* **Stored data entries**
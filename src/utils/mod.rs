mod number_format;
mod time_utils;

pub use number_format::{
    UNAVAILABLE, format_price, format_supply, format_supply_millions, parse_decimal,
};
pub use time_utils::{format_age, format_unix_secs, secs_since};
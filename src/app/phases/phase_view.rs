use eframe::egui::Context;

use crate::app::App;
use crate::app::state::AppState;

pub(crate) trait PhaseView {
    /// Draw one frame of this phase and return the state for the next frame.
    fn tick(self, app: &mut App, ctx: &Context) -> AppState;
}
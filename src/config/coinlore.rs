/// REST client settings for the CoinLore tickers endpoint.
pub struct ClientDefaults {
    /// Whole-request timeout. Expiry surfaces as `FetchError::Network`.
    pub timeout_ms: u64,
}

/// Table paging constraints.
pub struct PagingLimits {
    pub page_size: usize,
}

pub struct CoinloreConfig {
    pub endpoint: &'static str,
    pub client: ClientDefaults,
    pub paging: PagingLimits,
}

pub const COINLORE: CoinloreConfig = CoinloreConfig {
    endpoint: "https://api.coinlore.net/api/tickers/",
    client: ClientDefaults {
        timeout_ms: 15_000,
    },
    paging: PagingLimits { page_size: 10 },
};

/// Shorthand used throughout the pagination code.
pub const PAGE_SIZE: usize = COINLORE.paging.page_size;
mod failed;
mod loading;

pub(crate) use failed::render_failed;
pub(crate) use loading::render_loading;
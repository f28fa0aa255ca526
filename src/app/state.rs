// src/app/state.rs

use crate::{
    data::{FetchError, FetchOutcome},
    domain::CoinList,
    models::CoinTable,
};

#[cfg(debug_assertions)]
use crate::config::DF;

#[derive(Debug, Clone, Default, PartialEq)]
pub struct LoadingState {
    /// Page to open once the list arrives (from `--page`).
    pub start_page: usize,
}

#[derive(Debug, Clone, PartialEq)]
pub struct FailedState {
    pub message: String,
}

#[derive(Debug, Clone, PartialEq)]
pub struct LoadedState {
    pub table: CoinTable,
}

/// Whole-view state. Starts in `Loading` and leaves it exactly once.
#[derive(Debug, Clone, PartialEq)]
pub enum AppState {
    Loading(LoadingState),
    Failed(FailedState),
    Loaded(LoadedState),
}

impl Default for AppState {
    fn default() -> Self {
        AppState::Loading(LoadingState { start_page: 1 })
    }
}

impl AppState {
    pub fn loading(start_page: usize) -> Self {
        AppState::Loading(LoadingState { start_page })
    }

    /// Apply the fetch result. Only a `Loading` state reacts; any later
    /// result is ignored so the view can't be replaced after it settled.
    pub fn on_fetch_complete(self, outcome: FetchOutcome<CoinList>) -> Self {
        match self {
            AppState::Loading(loading) => loading.resolve(outcome),
            settled => {
                log::warn!("Ignoring fetch result: view already settled");
                settled
            }
        }
    }

    pub fn is_loading(&self) -> bool {
        matches!(self, AppState::Loading(_))
    }

    pub fn table(&self) -> Option<&CoinTable> {
        match self {
            AppState::Loaded(loaded) => Some(&loaded.table),
            _ => None,
        }
    }

    pub fn error_message(&self) -> Option<&str> {
        match self {
            AppState::Failed(failed) => Some(&failed.message),
            _ => None,
        }
    }
}

impl LoadingState {
    pub fn resolve(self, outcome: FetchOutcome<CoinList>) -> AppState {
        let next = match outcome {
            Ok(list) => AppState::Loaded(LoadedState {
                table: CoinTable::new(list).at_page(self.start_page),
            }),
            Err(e) => AppState::Failed(FailedState::from(e)),
        };
        #[cfg(debug_assertions)]
        if DF.log_state {
            match &next {
                AppState::Loaded(l) => log::info!(
                    "Loading -> Loaded ({} coins, {} pages)",
                    l.table.len(),
                    l.table.total_pages()
                ),
                AppState::Failed(f) => log::info!("Loading -> Failed ({})", f.message),
                AppState::Loading(_) => {}
            }
        }
        next
    }
}

impl From<FetchError> for FailedState {
    fn from(e: FetchError) -> Self {
        FailedState {
            message: e.to_string(),
        }
    }
}

#[cfg(test)]
mod tests {
    use super::*;
    use crate::domain::CoinRecord;
    use reqwest::StatusCode;

    fn list(n: usize) -> CoinList {
        CoinList::new(
            (0..n)
                .map(|i| CoinRecord::new(i.to_string(), "c", "C", "1", "1"))
                .collect(),
        )
    }

    #[test]
    fn starts_loading_on_page_one() {
        let state = AppState::default();
        assert!(state.is_loading());
        assert_eq!(state, AppState::loading(1));
        assert!(state.table().is_none());
        assert!(state.error_message().is_none());
    }

    #[test]
    fn success_loads_the_table() {
        let state = AppState::default().on_fetch_complete(Ok(list(25)));
        let table = state.table().unwrap();
        assert_eq!(table.page(), 1);
        assert_eq!(table.total_pages(), 3);
        assert_eq!(table.visible().len(), 10);
    }

    #[test]
    fn start_page_is_clamped_on_load() {
        let state = AppState::loading(7).on_fetch_complete(Ok(list(25)));
        assert_eq!(state.table().unwrap().page(), 3);
        let state = AppState::loading(0).on_fetch_complete(Ok(list(0)));
        assert_eq!(state.table().unwrap().page(), 1);
    }

    #[test]
    fn server_error_fails_without_a_table() {
        let state = AppState::default()
            .on_fetch_complete(Err(FetchError::Status(StatusCode::INTERNAL_SERVER_ERROR)));
        assert!(state.table().is_none());
        let message = state.error_message().unwrap();
        assert!(!message.is_empty());
    }

    #[test]
    fn malformed_payload_fails() {
        let parse_err = serde_json::from_str::<CoinList>(r#"{"data": 5}"#).unwrap_err();
        let state = AppState::default().on_fetch_complete(Err(parse_err.into()));
        assert!(state.error_message().unwrap().starts_with("Malformed response"));
    }

    #[test]
    fn transitions_only_once() {
        let loaded = AppState::default().on_fetch_complete(Ok(list(3)));
        let again = loaded
            .clone()
            .on_fetch_complete(Err(FetchError::Worker("late".into())));
        assert_eq!(again, loaded);

        let failed =
            AppState::default().on_fetch_complete(Err(FetchError::Worker("boom".into())));
        let again = failed.clone().on_fetch_complete(Ok(list(3)));
        assert_eq!(again, failed);
    }
}
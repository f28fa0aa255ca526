use eframe::egui::{Color32, Frame, Margin, Stroke};

pub use crate::ui::ui_text::UI_TEXT;

/// UI Colors for consistent theming
#[derive(Clone, Copy, Default)]
pub struct UiColors {
    pub label: Color32,
    pub heading: Color32,
    pub subdued: Color32,
    pub error: Color32,
    pub disabled: Color32,
    pub central_panel: Color32,
    pub bottom_panel: Color32,
    /// Background of every other table row
    pub stripe: Color32,
}

#[derive(Clone, Copy, Default)]
pub struct UiSizes {
    pub heading: f32,
    pub loading: f32,
    pub header_row_height: f32,
    pub row_height: f32,
}

/// Main UI configuration struct that holds all UI-related settings
#[derive(Default, Clone, Copy)]
pub struct UiConfig {
    pub colors: UiColors,
    pub sizes: UiSizes,
}

/// Global UI configuration instance
pub static UI_CONFIG: UiConfig = UiConfig {
    colors: UiColors {
        label: Color32::from_rgb(30, 30, 30),
        heading: Color32::from_rgb(15, 23, 42), // slate-900
        subdued: Color32::from_rgb(100, 100, 110),
        error: Color32::from_rgb(239, 68, 68), // red-500
        disabled: Color32::from_rgb(156, 163, 175), // gray-400
        central_panel: Color32::WHITE,
        bottom_panel: Color32::WHITE,
        stripe: Color32::from_rgb(229, 231, 235), // gray-200
    },
    sizes: UiSizes {
        heading: 24.0,
        loading: 20.0,
        header_row_height: 28.0,
        row_height: 26.0,
    },
};

impl UiConfig {
    pub fn central_panel_frame(&self) -> Frame {
        Frame {
            fill: self.colors.central_panel,
            stroke: Stroke::NONE,
            inner_margin: Margin::same(24),
            ..Default::default()
        }
    }

    /// Frame for the pager strip (Tighter vertical padding)
    pub fn bottom_panel_frame(&self) -> Frame {
        Frame {
            fill: self.colors.bottom_panel,
            stroke: Stroke::NONE,
            inner_margin: Margin::symmetric(24, 10),
            ..Default::default()
        }
    }
}
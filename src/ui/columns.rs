use eframe::egui::{Align, Layout};
use strum_macros::{Display, EnumIter};

use crate::{
    domain::CoinRecord,
    utils::{format_price, format_supply},
};

/// Table columns, in display order.
#[derive(Debug, Clone, Copy, PartialEq, Eq, Display, EnumIter)]
pub enum CoinColumn {
    #[strum(to_string = "Coin")]
    Name,
    #[strum(to_string = "Code")]
    Symbol,
    #[strum(to_string = "Price")]
    Price,
    #[strum(to_string = "Total Supply")]
    TotalSupply,
}

impl CoinColumn {
    pub fn is_numeric(self) -> bool {
        matches!(self, CoinColumn::Price | CoinColumn::TotalSupply)
    }

    /// Numbers are right aligned.
    pub fn layout(self) -> Layout {
        if self.is_numeric() {
            Layout::right_to_left(Align::Center)
        } else {
            Layout::left_to_right(Align::Center)
        }
    }

    pub fn min_width(self) -> f32 {
        match self {
            CoinColumn::Name => 160.0,
            CoinColumn::Symbol => 70.0,
            CoinColumn::Price => 120.0,
            CoinColumn::TotalSupply => 160.0,
        }
    }

    /// Display text for this column of `coin`.
    pub fn cell_text(self, coin: &CoinRecord) -> String {
        match self {
            CoinColumn::Name => coin.name.clone(),
            CoinColumn::Symbol => coin.symbol.clone(),
            CoinColumn::Price => format_price(&coin.price_usd),
            CoinColumn::TotalSupply => format_supply(&coin.tsupply, &coin.symbol),
        }
    }
}
use {
    clap::Parser,
    coin_table::{Cli, config::WINDOW, run_app, run_headless},
    eframe::NativeOptions,
    std::{panic, process},
};

fn main() -> eframe::Result {
    panic::set_hook(Box::new(|info| {
        let backtrace = std::backtrace::Backtrace::force_capture();
        log::error!("CRITICAL PANIC:\n{}\nStack Trace:\n{}", info, backtrace);
    }));

    let (global_level, my_code_level) = if cfg!(debug_assertions) {
        (log::LevelFilter::Warn, log::LevelFilter::Info)
    } else {
        (log::LevelFilter::Error, log::LevelFilter::Error)
    };

    let mut builder = env_logger::Builder::new();

    builder
        .filter(None, global_level)
        .filter(Some("coin_table"), my_code_level)
        .init();

    let args = Cli::parse();

    if args.headless {
        match run_headless(&args) {
            Ok(report) => {
                println!("{}", report);
                return Ok(());
            }
            Err(e) => {
                eprintln!("{:#}", e);
                process::exit(1);
            }
        }
    }

    let options = NativeOptions {
        viewport: eframe::egui::ViewportBuilder::default()
            .with_inner_size(WINDOW.inner_size)
            .with_min_inner_size(WINDOW.min_inner_size)
            .with_title(WINDOW.title),
        ..Default::default()
    };

    eframe::run_native(
        WINDOW.app_name,
        options,
        Box::new(move |cc| Ok(Box::new(run_app(cc, args)))),
    )
}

* **What is being asked**
Return all lines from the entries that contain the string "UiSizes".

* **Reply to the exercise**
pub struct UiSizes {
    pub sizes: UiSizes,
    sizes: UiSizes {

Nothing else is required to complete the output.